**WORK ITEM:** Identify all lines in the listing that include the word "context", and copy them out.

**INPUT DATA:**
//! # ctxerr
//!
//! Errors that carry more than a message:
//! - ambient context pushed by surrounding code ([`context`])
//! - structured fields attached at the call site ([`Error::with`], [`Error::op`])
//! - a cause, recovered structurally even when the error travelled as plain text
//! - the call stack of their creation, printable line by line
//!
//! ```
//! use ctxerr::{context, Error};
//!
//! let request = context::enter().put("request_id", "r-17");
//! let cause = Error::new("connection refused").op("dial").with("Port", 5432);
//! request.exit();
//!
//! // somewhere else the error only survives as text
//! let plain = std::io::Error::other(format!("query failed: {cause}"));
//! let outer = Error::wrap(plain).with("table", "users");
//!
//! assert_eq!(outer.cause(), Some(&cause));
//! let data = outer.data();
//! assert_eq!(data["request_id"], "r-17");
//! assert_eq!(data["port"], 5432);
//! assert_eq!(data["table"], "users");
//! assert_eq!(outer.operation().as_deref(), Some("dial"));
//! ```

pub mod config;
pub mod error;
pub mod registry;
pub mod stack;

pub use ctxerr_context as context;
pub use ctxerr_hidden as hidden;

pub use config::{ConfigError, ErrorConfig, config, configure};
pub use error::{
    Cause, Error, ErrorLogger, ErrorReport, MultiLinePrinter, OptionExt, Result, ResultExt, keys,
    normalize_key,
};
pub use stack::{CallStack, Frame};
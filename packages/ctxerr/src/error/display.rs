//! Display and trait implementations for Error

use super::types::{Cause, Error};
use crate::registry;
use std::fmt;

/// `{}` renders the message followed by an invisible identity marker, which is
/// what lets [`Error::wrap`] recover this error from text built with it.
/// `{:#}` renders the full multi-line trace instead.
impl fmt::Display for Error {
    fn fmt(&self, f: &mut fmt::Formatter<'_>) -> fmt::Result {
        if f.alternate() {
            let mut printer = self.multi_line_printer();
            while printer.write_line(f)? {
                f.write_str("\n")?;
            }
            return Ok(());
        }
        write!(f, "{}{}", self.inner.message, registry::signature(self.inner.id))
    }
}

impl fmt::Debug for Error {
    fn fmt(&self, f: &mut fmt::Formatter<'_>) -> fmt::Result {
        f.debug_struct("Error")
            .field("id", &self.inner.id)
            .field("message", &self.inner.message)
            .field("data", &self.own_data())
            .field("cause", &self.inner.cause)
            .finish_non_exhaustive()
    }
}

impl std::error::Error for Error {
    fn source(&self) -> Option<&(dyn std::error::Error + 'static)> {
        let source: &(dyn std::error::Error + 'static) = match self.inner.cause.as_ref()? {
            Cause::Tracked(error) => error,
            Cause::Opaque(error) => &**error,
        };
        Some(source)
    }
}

--

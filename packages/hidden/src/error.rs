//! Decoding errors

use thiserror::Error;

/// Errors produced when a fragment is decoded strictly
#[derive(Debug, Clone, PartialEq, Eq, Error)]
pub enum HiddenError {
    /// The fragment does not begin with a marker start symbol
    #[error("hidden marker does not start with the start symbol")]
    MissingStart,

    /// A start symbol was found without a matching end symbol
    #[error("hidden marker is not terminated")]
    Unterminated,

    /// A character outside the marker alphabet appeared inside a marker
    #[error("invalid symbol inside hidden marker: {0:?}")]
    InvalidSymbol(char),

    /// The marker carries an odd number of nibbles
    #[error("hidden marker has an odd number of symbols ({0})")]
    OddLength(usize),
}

**RESULT:**
//! - ambient context pushed by surrounding code ([`context`])
//! use ctxerr::{context, Error};
//! let request = context::enter().put("request_id", "r-17");
pub use ctxerr_context as context;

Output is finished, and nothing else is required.